Luís Goes Pinheiro apresenta a telemonitorização como uma forma de melhorar a vigilância dos doentes com IC, evitando casos mais graves de descompensação, que acabam em hospitalizações. “Temos de seguir esse caminho”, aponta, acrescentando que para isso é preciso continuar a fazer um esforço para que esta forma de tratar os doentes não esteja “disponível apenas nos hospitais que contratam este tipo de serviços, mas que esteja, por exemplo, também nos cuidados de saúde primários”.
“O que é preciso agora é ação”, e promete que esta acontecerá em breve. “Haverá novidades significativas no âmbito da telemonitorização”, que deverão incluir o “alargamento e a democratização no acesso” aos cuidados de saúde, anunciou.

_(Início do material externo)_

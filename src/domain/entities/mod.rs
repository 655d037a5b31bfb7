//! # Domain Entities Module
//!
//! 엔티티 저장소가 소유하는 로컬 엔티티와, 저장소 조회 결과의 형태를 정의합니다.
//!
//! ## 로컬 엔티티
//!
//! 로컬 엔티티는 스키마를 강제하지 않는 JSON 객체([`Entity`])입니다.
//! 검증기는 다음 두 필드만 다루며, 나머지 속성은 저장소와 소비자가 관리합니다.
//!
//! ```json
//! {
//!   "id": 0,
//!   "steamId": "76561197960287930",
//!   "steam": { "profile": { "id": "76561197960287930", "displayName": "..." },
//!              "identifier": "https://steamcommunity.com/openid/id/76561197960287930" },
//!   "email": "admin@example.com"
//! }
//! ```
//!
//! ## 조회 결과 정규화
//!
//! 저장소는 다음 세 가지 형태를 돌려줄 수 있으며, [`FindResult::into_first`] 가
//! 이를 "첫 번째 엔티티 또는 없음" 으로 정규화합니다.
//!
//! 1. **페이지 봉투** ([`Page`]) - `data` 안의 컬렉션을 먼저 꺼냅니다.
//! 2. **직렬화 가능한 모델** ([`ModelRecord`]) - 1순위 변환(`to_object`)을
//!    2순위 변환(`to_json`)보다 우선 적용합니다.
//! 3. **평범한 객체** - 그대로 사용합니다.

pub mod store_record;

pub use store_record::*;
//! # Domain Layer
//!
//! 신원 확인 흐름의 도메인 타입을 모아 둔 계층입니다.
//!
//! ```text
//! Domain Layer
//! ├── entities/     ← 로컬 엔티티, 저장소 레코드, 조회 결과 정규화
//! └── models/       ← 신원 프로필, 요청 컨텍스트, 검증 결과
//! ```

pub mod entities;
pub mod models;

pub use entities::*;
pub use models::*;
//! 저장소 레코드와 조회 결과 타입

use std::fmt;
use serde_json::{Map, Value};

/// 로컬 엔티티 (저장소가 소유하는 JSON 객체)
pub type Entity = Map<String, Value>;

/// 자체 직렬화 기능을 가진 저장소 모델
///
/// ODM/ORM 모델처럼 평범한 객체로 변환하는 기능을 노출하는 레코드입니다.
/// 두 변환이 모두 있으면 `to_object` 가 우선합니다.
pub trait ModelRecord: Send + Sync + fmt::Debug {
    /// 1순위 변환 (모델 → 평범한 객체)
    fn to_object(&self) -> Option<Entity> {
        None
    }

    /// 2순위 변환 (모델 → JSON 객체)
    fn to_json(&self) -> Option<Entity> {
        None
    }

    /// 변환 기능이 없을 때 사용하는 원본 필드
    fn fields(&self) -> Entity;
}

/// 저장소가 돌려주는 단일 레코드
#[derive(Debug)]
pub enum StoreRecord {
    Plain(Entity),
    Model(Box<dyn ModelRecord>),
}

impl StoreRecord {
    /// 레코드를 평범한 엔티티로 변환합니다.
    pub fn into_entity(self) -> Entity {
        match self {
            StoreRecord::Plain(entity) => entity,
            StoreRecord::Model(model) => model
                .to_object()
                .or_else(|| model.to_json())
                .unwrap_or_else(|| model.fields()),
        }
    }
}

impl From<Entity> for StoreRecord {
    fn from(entity: Entity) -> Self {
        StoreRecord::Plain(entity)
    }
}

/// 페이지네이션이 적용된 조회 결과 봉투
#[derive(Debug)]
pub struct Page {
    pub total: usize,
    pub limit: usize,
    pub skip: usize,
    pub data: Vec<StoreRecord>,
}

/// 저장소 `find` 결과
#[derive(Debug)]
pub enum FindResult {
    Collection(Vec<StoreRecord>),
    Paginated(Page),
}

impl FindResult {
    /// 첫 번째 엔티티를 꺼내 평범한 객체로 정규화합니다.
    ///
    /// 페이지 봉투를 먼저 벗긴 뒤, 모델 변환을 적용합니다.
    pub fn into_first(self) -> Option<Entity> {
        let records = match self {
            FindResult::Paginated(page) => page.data,
            FindResult::Collection(records) => records,
        };

        records.into_iter().next().map(StoreRecord::into_entity)
    }

    pub fn len(&self) -> usize {
        match self {
            FindResult::Paginated(page) => page.data.len(),
            FindResult::Collection(records) => records.len(),
        }
    }

    pub fn is_empty(&self) -> bool {
        self.len() == 0
    }
}

#[cfg(test)]
mod tests {
    use super::*;
    use serde_json::json;

    fn entity(value: Value) -> Entity {
        value.as_object().cloned().unwrap()
    }

    #[derive(Debug)]
    struct BothConversions;

    impl ModelRecord for BothConversions {
        fn to_object(&self) -> Option<Entity> {
            Some(entity(json!({ "via": "to_object" })))
        }

        fn to_json(&self) -> Option<Entity> {
            Some(entity(json!({ "via": "to_json" })))
        }

        fn fields(&self) -> Entity {
            entity(json!({ "via": "fields" }))
        }
    }

    #[derive(Debug)]
    struct JsonOnly;

    impl ModelRecord for JsonOnly {
        fn to_json(&self) -> Option<Entity> {
            Some(entity(json!({ "via": "to_json" })))
        }

        fn fields(&self) -> Entity {
            entity(json!({ "via": "fields" }))
        }
    }

    #[derive(Debug)]
    struct NoConversion;

    impl ModelRecord for NoConversion {
        fn fields(&self) -> Entity {
            entity(json!({ "via": "fields" }))
        }
    }

    #[test]
    fn test_collection_first_entity() {
        let result = FindResult::Collection(vec![
            StoreRecord::Plain(entity(json!({ "id": 1 }))),
            StoreRecord::Plain(entity(json!({ "id": 2 }))),
        ]);

        assert_eq!(result.into_first(), Some(entity(json!({ "id": 1 }))));
    }

    #[test]
    fn test_paginated_envelope_is_unwrapped() {
        let result = FindResult::Paginated(Page {
            total: 1,
            limit: 1,
            skip: 0,
            data: vec![StoreRecord::Plain(entity(json!({ "id": 7 })))],
        });

        assert_eq!(result.into_first(), Some(entity(json!({ "id": 7 }))));
    }

    #[test]
    fn test_empty_results_are_none() {
        assert_eq!(FindResult::Collection(vec![]).into_first(), None);

        let empty_page = FindResult::Paginated(Page { total: 0, limit: 1, skip: 0, data: vec![] });
        assert!(empty_page.is_empty());
        assert_eq!(empty_page.into_first(), None);
    }

    #[test]
    fn test_primary_conversion_wins() {
        let record = StoreRecord::Model(Box::new(BothConversions));

        assert_eq!(record.into_entity()["via"], json!("to_object"));
    }

    #[test]
    fn test_secondary_conversion_used_alone() {
        let record = StoreRecord::Model(Box::new(JsonOnly));

        assert_eq!(record.into_entity()["via"], json!("to_json"));
    }

    #[test]
    fn test_model_without_conversion_is_plain() {
        let record = StoreRecord::Model(Box::new(NoConversion));

        assert_eq!(record.into_entity()["via"], json!("fields"));
    }
}
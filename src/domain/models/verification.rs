//! 검증 결과 모델

use serde_json::{Map, Value};
use crate::core::errors::AppError;
use crate::domain::entities::Entity;

/// 인증 토큰 발급에 쓰이는 페이로드 (`{ "{entity}Id": <id> }`)
pub type AuthPayload = Map<String, Value>;

/// 검증에 성공하여 확정된 로컬 엔티티
#[derive(Debug, Clone, PartialEq)]
pub struct Verified {
    pub entity: Entity,
    /// 계정 연동 경로에서는 `None`
    pub payload: Option<AuthPayload>,
}

/// 검증 결과
///
/// - `Ok(Some(verified))` - 엔티티 확정
/// - `Ok(None)` - 엔티티 없음 (에러 아님)
/// - `Err(error)` - 조회/저장 실패
pub type VerifyResult = Result<Option<Verified>, AppError>;
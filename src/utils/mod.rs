//! 공통 유틸리티 함수 모듈
//!
//! 애플리케이션 전체에서 사용되는 공통 유틸리티 함수들을 제공합니다.
//!
//! # Modules
//!
//! - [`string_utils`] - 문자열 정리, 경로 정규화
//! - [`json_utils`] - JSON 깊은 병합, 참/거짓 판정
//!
//! # Examples
//!
//! ```rust,ignore
//! use crate::utils::json_utils::deep_merge;
//! use crate::utils::string_utils::strip_slashes;
//!
//! deep_merge(&mut settings, &provider_block);
//! let url = format!("http://localhost:3030/{}", strip_slashes("/auth/steam/return"));
//! ```

pub mod string_utils;
pub mod json_utils;
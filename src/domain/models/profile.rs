//! # 외부 신원 프로필 모델
//!
//! 외부 OpenID 스트래티지가 핸드셰이크 완료 후 넘겨주는 프로필입니다.
//! `id` 외의 필드는 해석하지 않고 그대로 보존하여 로컬 엔티티에 저장합니다.

use serde::{Deserialize, Deserializer, Serialize};
use serde_json::{Map, Value};

/// 외부 프로바이더의 신원 프로필
///
/// `id` 는 프로바이더 범위에서 유일하며 외부 계정마다 변하지 않아야 합니다.
/// 숫자 ID를 쓰는 프로바이더도 있으므로 숫자는 문자열로 정규화합니다.
#[derive(Debug, Clone, PartialEq, Serialize, Deserialize)]
pub struct IdentityProfile {
    #[serde(deserialize_with = "deserialize_profile_id")]
    pub id: String,

    /// 프로바이더가 제공한 나머지 필드 (displayName, photos, _json ...)
    #[serde(flatten)]
    pub fields: Map<String, Value>,
}

impl IdentityProfile {
    pub fn new(id: impl Into<String>) -> Self {
        Self {
            id: id.into(),
            fields: Map::new(),
        }
    }

    pub fn with_field(mut self, key: &str, value: impl Into<Value>) -> Self {
        self.fields.insert(key.to_string(), value.into());
        self
    }
}

fn deserialize_profile_id<'de, D>(deserializer: D) -> Result<String, D::Error>
where
    D: Deserializer<'de>,
{
    match Value::deserialize(deserializer)? {
        Value::String(id) if !id.is_empty() => Ok(id),
        Value::Number(id) => Ok(id.to_string()),
        other => Err(serde::de::Error::custom(format!(
            "profile id must be a non-empty string or a number, got {}",
            other
        ))),
    }
}

/// 로컬 엔티티의 `[providerName]` 필드에 저장되는 값
///
/// 프로필과 함께 OpenID claimed identifier 를 보존합니다.
#[derive(Debug, Clone, PartialEq, Serialize, Deserialize)]
pub struct ProviderData {
    pub profile: IdentityProfile,
    pub identifier: String,
}

impl ProviderData {
    pub fn new(profile: IdentityProfile, identifier: impl Into<String>) -> Self {
        Self {
            profile,
            identifier: identifier.into(),
        }
    }

    pub fn to_value(&self) -> Value {
        serde_json::json!({
            "profile": self.profile,
            "identifier": self.identifier,
        })
    }
}
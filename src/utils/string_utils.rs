//! # 문자열 유틸리티
//!
//! 설정값 정리와 URL 경로 조합에 쓰이는 문자열 함수들입니다.

/// 선택적 문자열 정리
///
/// None 값이거나 빈 문자열/공백만 있는 경우 None을 반환하고,
/// 유효한 문자열인 경우 앞뒤 공백을 제거한 문자열을 Some 으로 반환합니다.
/// 환경 변수처럼 "비어 있음"과 "없음"을 구분하지 않는 입력에 사용합니다.
///
/// # 예제
/// ```rust,ignore
/// use crate::utils::string_utils::clean_optional_string;
///
/// assert_eq!(clean_optional_string(Some("  users  ".to_string())), Some("users".to_string()));
/// assert_eq!(clean_optional_string(Some("   ".to_string())), None);
/// assert_eq!(clean_optional_string(None), None);
/// ```
pub fn clean_optional_string(value: Option<String>) -> Option<String> {
    value.and_then(|s| {
        let trimmed = s.trim();
        if trimmed.is_empty() {
            None
        } else {
            Some(trimmed.to_string())
        }
    })
}

/// 문자열이 유효한지 확인 (빈 문자열이 아니고 공백만으로 구성되지 않음)
pub fn is_valid_string(value: &str) -> bool {
    !value.trim().is_empty()
}

/// 경로 앞뒤의 슬래시를 제거합니다.
///
/// URL 조합 시 `//` 가 생기지 않도록 경로를 정규화합니다.
///
/// # 예제
/// ```rust,ignore
/// assert_eq!(strip_slashes("/auth/steam/return/"), "auth/steam/return");
/// ```
pub fn strip_slashes(path: &str) -> &str {
    path.trim_matches('/')
}

#[cfg(test)]
mod tests {
    use super::*;

    #[test]
    fn test_clean_optional_string() {
        assert_eq!(clean_optional_string(Some("Hello".to_string())), Some("Hello".to_string()));
        assert_eq!(clean_optional_string(Some("  World  ".to_string())), Some("World".to_string()));
        assert_eq!(clean_optional_string(Some("".to_string())), None);
        assert_eq!(clean_optional_string(Some("   ".to_string())), None);
        assert_eq!(clean_optional_string(None), None);
    }

    #[test]
    fn test_is_valid_string() {
        assert!(is_valid_string("steam"));
        assert!(is_valid_string("  steam  "));
        assert!(!is_valid_string(""));
        assert!(!is_valid_string("\t\n"));
    }

    #[test]
    fn test_strip_slashes() {
        assert_eq!(strip_slashes("/auth/steam/return"), "auth/steam/return");
        assert_eq!(strip_slashes("auth/steam/"), "auth/steam");
        assert_eq!(strip_slashes("//"), "");
        assert_eq!(strip_slashes(""), "");
    }
}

Financiamento, sim. Mas só para uma resposta integrada
Pela parte que lhe toca, Ricardo Mestre, vogal do conselho diretivo da Administração Central do Sistema de Saúde (ACSS), também concorda com a necessidade de melhorias num futuro próximo e admite que estas tenham de passar por um aumento do financiamento para a IC, um tema abordado pelo segundo dia consecutivo neste ciclo de conferências. Mas não espera que o desbloqueio de alguma verba possa ser feito de forma isolada, para esta ou para aquela unidade em particular. Tem de haver sempre “uma abordagem integrada”, disse.
“O financiamento é uma alavanca importante, mas mais do que financiar um ato isolado temos de pensar num comportamento de partilha” e “procurar a melhor relação custo-efetividade”, continua.
Ricardo Mestre considera também que faz sentido a questão colocada nesta quarta-feira pelo moderador do debate sobre a apresentação de resultados para atribuição de financiamento. “É importante partilharmos o risco da prestação de cuidados adequados” em que o fundamental é a satisfação do doente.
No final destes três dias de debates, a palavra essencial vai para os doentes, que têm neste processo toda a importância e que devem, cada vez mais, estar integrados no seu processo de tratamento, defenderam os especialistas que passaram pelo ciclo de conferências. Se estes estiverem devidamente informados, poderão monitorizar melhor também os sintomas e até evitar chegar a estádios da doença mais graves, através da adoção de um estilo de vida mais saudável.
No final, ficou também a mensagem de que cada um de nós tem uma responsabilidade individual na promoção da saúde e na prevenção da doença, mas também que o documento de consensos, elaborado por médicos, enfermeiros, diretores e administradores de hospitais, de centros de saúde, por representantes da indústria farmacêutica e tecnologia médica, “não fique na gaveta”, tal como já aconteceu com outras iniciativas.